Étrange destin, vraiment, que celui de la Bentley Arnage ! Conçue avec l’aide prépondérante de BMW, l’auto, à peine commercialisée, est très vite passée sous la férule du groupe Volkswagen, lequel n’a eu de cesse de se débarrasser de la contribution la plus visible de son concurrent bavarois. C’est ainsi que les premières Arnage à moteur BMW sont les plus rares, elles qui ne furent produites que durant deux ans. Volontiers vilipendé par les thuriféraires du légendaire V8 Bentley « six trois quarts », le modèle ressemble davantage à une parenthèse malheureuse qu’à un collector. Et pourtant, ainsi qu’on va le voir, la « Green Label » mérite amplement le détour !

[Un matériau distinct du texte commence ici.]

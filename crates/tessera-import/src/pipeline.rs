//! Terrain import pipeline.
//!
//! Runs the stages in order: decode raster → parse metadata → check
//! dimensions → check elevation range → normalize → parse overlay.
//! Any structural failure aborts the import; skipped overlay features
//! are logged and left out.

use std::path::{Path, PathBuf};

use tessera_core::{ElevationGrid, TerrainImportResult, TerrainMetadata};
use tessera_overlay::{parse_overlay, OverlayError, ParsedOverlay};
use tessera_terrain::{
    decode_raster, decode_samples, normalize, parse_metadata, validate_elevation_range,
    DecodeError, MetadataError,
};

use crate::config::ImportConfig;

/// Errors that abort an import.
#[derive(Debug, thiserror::Error)]
pub enum ImportError {
    #[error("raster decode failed: {0}")]
    Decode(#[from] DecodeError),
    #[error("metadata error: {0}")]
    Metadata(#[from] MetadataError),
    #[error(
        "raster is {raster_width}x{raster_height} but metadata says {metadata_width}x{metadata_height}"
    )]
    DimensionMismatch {
        raster_width: u32,
        raster_height: u32,
        metadata_width: u32,
        metadata_height: u32,
    },
    #[error("overlay error: {0}")]
    Overlay(#[from] OverlayError),
    #[error("failed to read {path}: {source}")]
    Io {
        path: PathBuf,
        #[source]
        source: std::io::Error,
    },
}

/// Input files for [`TerrainImporter::import_files`].
#[derive(Debug, Clone, PartialEq, Eq)]
pub struct ImportSources {
    pub raster: PathBuf,
    pub metadata: PathBuf,
    pub overlay: Option<PathBuf>,
}

/// Runs terrain imports with a fixed configuration.
#[derive(Debug, Clone, Default)]
pub struct TerrainImporter {
    config: ImportConfig,
}

impl TerrainImporter {
    pub fn new(config: ImportConfig) -> Self {
        Self { config }
    }

    pub fn config(&self) -> &ImportConfig {
        &self.config
    }

    /// Import from in-memory inputs, parallel or not per the config.
    pub fn import(
        &self,
        raster: &[u8],
        metadata: &str,
        overlay: Option<&str>,
    ) -> Result<TerrainImportResult, ImportError> {
        if self.config.parallel {
            self.import_parallel(raster, metadata, overlay)
        } else {
            self.import_sequential(raster, metadata, overlay)
        }
    }

    /// Run every stage on the calling thread.
    pub fn import_sequential(
        &self,
        raster: &[u8],
        metadata: &str,
        overlay: Option<&str>,
    ) -> Result<TerrainImportResult, ImportError> {
        let (grid, metadata) = self.decode_inputs(raster, metadata)?;
        validate_inputs(&grid, &metadata)?;
        let overlay = self.parse_overlay(overlay)?;
        self.assemble(grid, metadata, overlay)
    }

    /// Decode the raster, parse the metadata and parse the overlay as
    /// independent rayon tasks, then join and cross-validate.
    ///
    /// Failures are reported in the same stage order as
    /// [`import_sequential`](Self::import_sequential).
    pub fn import_parallel(
        &self,
        raster: &[u8],
        metadata: &str,
        overlay: Option<&str>,
    ) -> Result<TerrainImportResult, ImportError> {
        let (inputs, overlay) = rayon::join(
            || self.decode_inputs_parallel(raster, metadata),
            || self.parse_overlay(overlay),
        );
        let (grid, metadata) = inputs?;
        validate_inputs(&grid, &metadata)?;
        self.assemble(grid, metadata, overlay?)
    }

    /// Read the input files and import them.
    pub fn import_files(&self, sources: &ImportSources) -> Result<TerrainImportResult, ImportError> {
        tracing::info!("Starting terrain import from {}", sources.raster.display());

        let raster = read_bytes(&sources.raster)?;
        let metadata = read_text(&sources.metadata)?;
        let overlay = sources.overlay.as_deref().map(read_text).transpose()?;

        self.import(&raster, &metadata, overlay.as_deref())
    }

    fn decode_inputs(
        &self,
        raster: &[u8],
        metadata_text: &str,
    ) -> Result<(ElevationGrid, TerrainMetadata), ImportError> {
        match self.config.raster.raw_bit_depth {
            // Raw samples carry no header; their size comes from the metadata.
            Some(depth) => {
                let metadata = parse_metadata(metadata_text)?;
                let grid = decode_samples(raster, metadata.width, metadata.height, depth)?;
                Ok((grid, metadata))
            }
            None => {
                let grid = decode_raster(raster)?;
                let metadata = parse_metadata(metadata_text)?;
                Ok((grid, metadata))
            }
        }
    }

    fn decode_inputs_parallel(
        &self,
        raster: &[u8],
        metadata_text: &str,
    ) -> Result<(ElevationGrid, TerrainMetadata), ImportError> {
        if self.config.raster.raw_bit_depth.is_some() {
            return self.decode_inputs(raster, metadata_text);
        }
        let (grid, metadata) =
            rayon::join(|| decode_raster(raster), || parse_metadata(metadata_text));
        Ok((grid?, metadata?))
    }

    fn parse_overlay(&self, overlay: Option<&str>) -> Result<ParsedOverlay, ImportError> {
        match overlay {
            Some(text) => Ok(parse_overlay(text, &self.config.overlay_options())?),
            None => Ok(ParsedOverlay::default()),
        }
    }

    fn assemble(
        &self,
        grid: ElevationGrid,
        metadata: TerrainMetadata,
        overlay: ParsedOverlay,
    ) -> Result<TerrainImportResult, ImportError> {
        let terrain = normalize(&grid, &metadata, &self.config.normalize_options());
        tracing::info!(
            "Terrain normalized: {}x{} samples, {} quads per tile, {}x{} tiles, scale ({}, {}, {})",
            terrain.grid.width(),
            terrain.grid.height(),
            terrain.layout.quads_per_tile,
            terrain.layout.tile_count_x,
            terrain.layout.tile_count_y,
            terrain.scale.x,
            terrain.scale.y,
            terrain.scale.z
        );

        for dropped in &overlay.dropped {
            tracing::warn!("Skipped overlay feature {}", dropped);
        }

        let result = TerrainImportResult {
            terrain,
            roads: overlay.roads,
            railways: overlay.railways,
            power_lines: overlay.power_lines,
        };

        tracing::info!(
            "Imported {} roads, {} railways, {} power lines",
            result.roads.len(),
            result.railways.len(),
            result.power_lines.len()
        );

        Ok(result)
    }
}

/// Cross-checks run before the overlay is looked at.
fn validate_inputs(grid: &ElevationGrid, metadata: &TerrainMetadata) -> Result<(), ImportError> {
    check_dimensions(grid, metadata)?;
    validate_elevation_range(metadata)?;
    Ok(())
}

/// Raster and metadata must describe the same grid.
pub fn check_dimensions(grid: &ElevationGrid, metadata: &TerrainMetadata) -> Result<(), ImportError> {
    if grid.width() == metadata.width && grid.height() == metadata.height {
        return Ok(());
    }
    Err(ImportError::DimensionMismatch {
        raster_width: grid.width(),
        raster_height: grid.height(),
        metadata_width: metadata.width,
        metadata_height: metadata.height,
    })
}

fn read_bytes(path: &Path) -> Result<Vec<u8>, ImportError> {
    std::fs::read(path).map_err(|source| ImportError::Io {
        path: path.to_path_buf(),
        source,
    })
}

fn read_text(path: &Path) -> Result<String, ImportError> {
    std::fs::read_to_string(path).map_err(|source| ImportError::Io {
        path: path.to_path_buf(),
        source,
    })
}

Les affres d’une décadence
Au début des années 1990, lorsque les dirigeants de Rolls-Royce et Bentley – les deux marques, rappelons-le, partageant la même destinée depuis 1931 – commencent d’envisager la succession de la série « SZ » (constituée de la Mulsanne et de ses multiples dérivés), un obstacle majeur surgit immédiatement sur leur chemin : le manque de moyens ! Lancée en 1980, la berline Bentley, sœur jumelle de la Rolls-Royce Silver Spirit, a certes beaucoup évolué techniquement depuis lors, mais l’obsolescence de sa plateforme – elle dérive directement des Silver Shadow et T-Series lancées en 1965 – se fait chaque jour plus criante, surtout en comparaison d’une concurrence germanique toujours plus ambitieuse. Objectivement, la Mercedes-Benz Classe S W140, présentée au Salon de Genève 1991, renvoie sans pitié sa rivale britannique à ses archaïsmes, même si l’auto conserve une petite tribu d’adeptes pour lesquels l’opulence technologique allemande ne pourra jamais égaler le raffinement insulaire propre à l’artisanat britannique. Malheureusement, aussi fidèle soit-elle, cette clientèle-là ne suffit plus pour assurer l’avenir de l’usine de Crewe et, toute honte bue, c’est bien vers l’ingénierie teutonne que les concepteurs du nouveau modèle vont se tourner afin d’en assurer le développement !
Vous aimez la Bavière ?
Près de dix-huit ans après la présentation de la Mulsanne, sa remplaçante arrive enfin lors du Salon de Genève 1998. Baptisée Arnage – en hommage aux cinq victoires glanées dans la Sarthe par Bentley entre 1924 et 1930 – et dessinée par Steve Harper, l’auto séduit immédiatement par sa cohérence stylistique, qui convoque intelligemment le patrimoine de la firme sans pour autant tomber dans le retro design. Ainsi, la proue évoque irrésistiblement la berline T tandis que, vue de trois quarts arrière, la référence à la berline S de 1955 ne manque pas d’émouvoir les connaisseurs. Surtout, la nouvelle Bentley ne trahit pas son identité : même un profane ne risque pas de la confondre avec une Mercedes ou une BMW, alors que le constructeur bavarois a très activement participé au développement de la voiture. Car, sous le capot de l’Arnage, c’en est bien fini du vénérable V8 maison, inauguré par la S2 en 1959 ; à sa place, on trouve un autre huit-cylindres, le BMW M62 de 4,4 litres, ici suralimenté par deux turbocompresseurs, délivrant 354 ch et 560 Nm. Des caractéristiques dans la norme de l’époque – la Mercedes S 600 contemporaine, par exemple, affiche 367 ch et 530 Nm – et qui assurent des performances honorables à l’Arnage, mais qui vont, contre toute attente, ne pas faire long feu…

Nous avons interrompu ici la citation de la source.